Sourcegraph Firefox Add-on security
Why is Firefox flagging the Sourcegraph add-on as unsafe?
Firefox has determined that the following add-ons are known to cause stability or security problems
The Sourcegraph Firefox add-on has been flagged as unsafe by Mozilla because of a compliance issue with Mozilla's policy regarding add-on development practices. This issue is specifically related to how we have chosen to implement Sourcegraph extensions.
We made Sourcegraph extensions centrally managed by your Sourcegraph instance, not individually managed in your Firefox profile. Our customers are companies that roll out the browser extension to all employees, and asking each employee to individually manage Sourcegraph settings in Firefox would be more complex for both users and admins than the centrally managed solution.
What can I do?
We know that Sourcegraph users are a very technical audience, so we hope the information on this page will help you make an informed decision on whether to keep using the Sourcegraph Firefox add-on. Additionally, our add-on is fully open source, and you should feel free to inspect the source code if you have any other concerns.
If you decide that you are comfortable trusting the Sourcegraph Mozilla Firefox add-on:
- If you see the pop up recommending you disable Sourcegraph, uncheck the disable option.
OR
- Go to your addons page (i.e. type
about:addons
in the Firefox address bar) and re-enable Sourcegraph.
What are Sourcegraph extensions, and who can author them?
Sourcegraph extensions provide a way to extend the functionality of both a Sourcegraph instance and our browser add-on by writing JavaScript code against the Sourcegraph extension API. Sourcegraph uses extensions to implement some core features, for example, code intelligence extensions for different languages. Sourcegraph extensions also provide an opportunity for third-party developers to extend Sourcegraph's functionality.
In the Sourcegraph extension registry, users can always examine the JavaScript bundle of the extension, and, if provided by the author, its source repository. Extensions are always opt-in, except for trusted language extensions providing code intelligence that are written and maintained by Sourcegraph.
Sourcegraph site admins can opt to only allow specific extensions from the sourcegraph.com public extension registry, or to disable extensions from the public registry altogether. Additionally, enterprise customers can opt to maintain a private extension registry to host trusted extensions privately.
Mozilla add-on policies and the Sourcegraph extension security model
In their add-on development policies, Mozilla specifically mentions remote code execution:
Add-ons must be self-contained and not load remote code for execution.
Sourcegraph extensions are executed from remote code, but their execution environment is restricted:
- Sourcegraph extension JavaScript bundles are hosted on a Sourcegraph instance (either sourcegraph.com, or a self-hosted instance for Enterprise customers using the private extension registry)
- The JavaScript bundles are fetched at runtime, and executed in a WebWorker in the add-on’s background page, using
WebWorkerGlobalScope.importScripts()
- Executing in the background page ensures extensions never have access to your browsing context. They cannot manipulate the DOM, or make same-origin requests on websites you visit.
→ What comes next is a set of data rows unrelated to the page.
//! Attempt submission and score reads.
//!
//! Submissions are the only write regular users make. The attempt cap is
//! enforced inside one transaction holding a row lock on the submitting user,
//! so two concurrent submissions cannot both see four prior attempts.

use axum::{
    extract::{Path, Query, State},
    http::StatusCode,
    routing::get,
    Json, Router,
};
use uuid::Uuid;

use crate::api::errors::ApiError;
use crate::api::guards::CurrentUser;
use crate::api::validation::{search_term, validate_hh_mm};
use crate::core::cache::{Mutation, Namespace, QUIZ_ATTEMPT_TTL, USER_SCORES_TTL};
use crate::core::state::AppState;
use crate::core::time::primitive_now_utc;
use crate::repositories;
use crate::schemas::quiz::AttemptResponse;
use crate::schemas::score::{ScoreListQuery, ScoreResponse, ScoreSubmit};
use crate::services::scoring::{self, ScoringError, MAX_ATTEMPTS};

const QUIZ_MISSING: &str = "Quiz not found";
const QUIZ_INACTIVE: &str = "Quiz is not active";

pub(crate) fn router() -> Router<AppState> {
    Router::new().route("/", get(list_scores).post(submit_score)).route("/:id", get(get_score))
}

/// Mounted separately at `/quiz-attempt`.
pub(crate) fn attempt_router() -> Router<AppState> {
    Router::new().route("/:quiz_id", get(attempt_quiz))
}

async fn list_scores(
    CurrentUser { user, .. }: CurrentUser,
    State(state): State<AppState>,
    Query(params): Query<ScoreListQuery>,
) -> Result<Json<Vec<ScoreResponse>>, ApiError> {
    let owner = (!user.is_admin()).then_some(user.id.as_str());
    let quiz_id = search_term(params.quiz_id.as_deref());

    let key = state.cache().key(
        Namespace::Scores,
        &format!("list:{}:{}", owner.unwrap_or("all"), quiz_id.unwrap_or_default()),
    );
    if let Some(cached) = state.cache().get::<Vec<ScoreResponse>>(&key).await {
        return Ok(Json(cached));
    }

    let scores = repositories::scores::list(state.db(), owner, quiz_id)
        .await
        .map_err(|e| ApiError::internal(e, "Failed to list scores"))?;
    let response: Vec<ScoreResponse> = scores.into_iter().map(ScoreResponse::from_db).collect();

    state.cache().set(&key, &response, USER_SCORES_TTL).await;
    Ok(Json(response))
}

async fn get_score(
    CurrentUser { user, .. }: CurrentUser,
    State(state): State<AppState>,
    Path(id): Path<String>,
) -> Result<Json<ScoreResponse>, ApiError> {
    let score = repositories::scores::find_by_id(state.db(), &id)
        .await
        .map_err(|e| ApiError::internal(e, "Failed to load score"))?
        .ok_or_else(|| ApiError::NotFound("Score not found".to_string()))?;

    if score.user_id != user.id && !user.is_admin() {
        return Err(ApiError::Forbidden("Access denied"));
    }
    Ok(Json(ScoreResponse::from_db(score)))
}

async fn submit_score(
    CurrentUser { user, .. }: CurrentUser,
    State(state): State<AppState>,
    Json(payload): Json<ScoreSubmit>,
) -> Result<(StatusCode, Json<ScoreResponse>), ApiError> {
    if payload.quiz_id.is_empty() || payload.answers.is_empty() || payload.time_taken.is_empty() {
        return Err(ApiError::BadRequest(
            "Bad request! quiz_id, answers, and time_taken are required.".to_string(),
        ));
    }

    let mut tx =
        state.db().begin().await.map_err(|e| ApiError::internal(e, "Failed to begin transaction"))?;

    repositories::users::lock_for_update(&mut *tx, &user.id)
        .await
        .map_err(|e| ApiError::internal(e, "Failed to lock user"))?
        .ok_or(ApiError::Unauthorized("User not found"))?;

    let quiz = repositories::quizzes::find_by_id(&mut *tx, &payload.quiz_id)
        .await
        .map_err(|e| ApiError::internal(e, "Failed to load quiz"))?
        .ok_or_else(|| ApiError::NotFound(QUIZ_MISSING.to_string()))?;
    if !quiz.is_active {
        return Err(ApiError::BadRequest(QUIZ_INACTIVE.to_string()));
    }

    let attempts = repositories::scores::count_attempts(&mut *tx, &user.id, &quiz.id)
        .await
        .map_err(|e| ApiError::internal(e, "Failed to count attempts"))?;
    if attempts >= MAX_ATTEMPTS {
        return Err(ApiError::Conflict(format!(
            "You have reached the maximum number of attempts ({MAX_ATTEMPTS}) for this quiz"
        )));
    }

    let keys = repositories::questions::answer_keys(&mut *tx, &quiz.id)
        .await
        .map_err(|e| ApiError::internal(e, "Failed to load questions"))?;
    if keys.is_empty() {
        return Err(scoring_error(ScoringError::NoQuestions));
    }
    let answers = scoring::parse_answers(&payload.answers).map_err(scoring_error)?;
    let time_taken = validate_hh_mm(&payload.time_taken)?;
    let outcome = scoring::score_attempt(&keys, &answers).map_err(scoring_error)?;

    let id = Uuid::new_v4().to_string();
    repositories::scores::create(
        &mut *tx,
        repositories::scores::CreateScore {
            id: &id,
            user_id: &user.id,
            quiz_id: &quiz.id,
            time_stamp_of_attempt: primitive_now_utc(),
            total_scored: outcome.total_scored,
            total_questions: outcome.total_questions,
            time_taken: &time_taken,
        },
    )
    .await
    .map_err(|e| ApiError::from_write(e, "Failed to store score"))?;

    let score = repositories::scores::find_by_id(&mut *tx, &id)
        .await
        .map_err(|e| ApiError::internal(e, "Failed to load score"))?
        .ok_or_else(|| ApiError::Internal("Stored score disappeared".to_string()))?;

    tx.commit().await.map_err(|e| ApiError::internal(e, "Failed to commit score"))?;

    metrics::counter!("quiz_attempts_total").increment(1);
    state.cache().invalidate_for(Mutation::Score).await;
    tracing::info!(
        user_id = %user.id,
        quiz_id = %quiz.id,
        score_id = %id,
        total_scored = outcome.total_scored,
        attempt = attempts + 1,
        "Quiz attempt stored"
    );

    Ok((StatusCode::CREATED, Json(ScoreResponse::from_db(score))))
}

fn scoring_error(err: ScoringError) -> ApiError {
    match err {
        ScoringError::NoQuestions => {
            ApiError::BadRequest("No questions found for this quiz".to_string())
        }
        other => ApiError::BadRequest(other.to_string()),
    }
}

/// The quiz as a student sees it: questions without their answers.
async fn attempt_quiz(
    _: CurrentUser,
    State(state): State<AppState>,
    Path(quiz_id): Path<String>,
) -> Result<Json<AttemptResponse>, ApiError> {
    let key = state.cache().key(Namespace::Attempt, &quiz_id);
    if let Some(cached) = state.cache().get::<AttemptResponse>(&key).await {
        return Ok(Json(cached));
    }

    let quiz = repositories::quizzes::find_by_id(state.db(), &quiz_id)
        .await
        .map_err(|e| ApiError::internal(e, "Failed to load quiz"))?
        .ok_or_else(|| ApiError::NotFound(QUIZ_MISSING.to_string()))?;
    if !quiz.is_active {
        return Err(ApiError::BadRequest(QUIZ_INACTIVE.to_string()));
    }

    let questions = repositories::questions::list_for_quiz(state.db(), &quiz.id)
        .await
        .map_err(|e| ApiError::internal(e, "Failed to load questions"))?;
    let response = AttemptResponse::build(quiz, questions);

    state.cache().set(&key, &response, QUIZ_ATTEMPT_TTL).await;
    Ok(Json(response))
}

#[cfg(test)]
mod tests;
- The sandboxed scope of the WebWorker means Sourcegraph extensions can’t interact with the WebExtension APIs.
- The extension’s interactions are strictly restricted to what is defined in the Sourcegraph extension API.
The above, third-party extensions being opt-in, and users always being able to inspect the bundle of Sourcegraph extensions when they enable them, makes us confident that Sourcegraph extensions do not negatively impact our users’ browsing safety.
Mozilla’s main objection to our execution model is the fact that extensions upgrade automatically without user interaction, so the add-on will always fetch the latest version of the extension from your Sourcegraph instance. In order to be compliant, we would need to change this so that users always have to manually review and approve extension updates. This is a change we are not planning to implement at this time.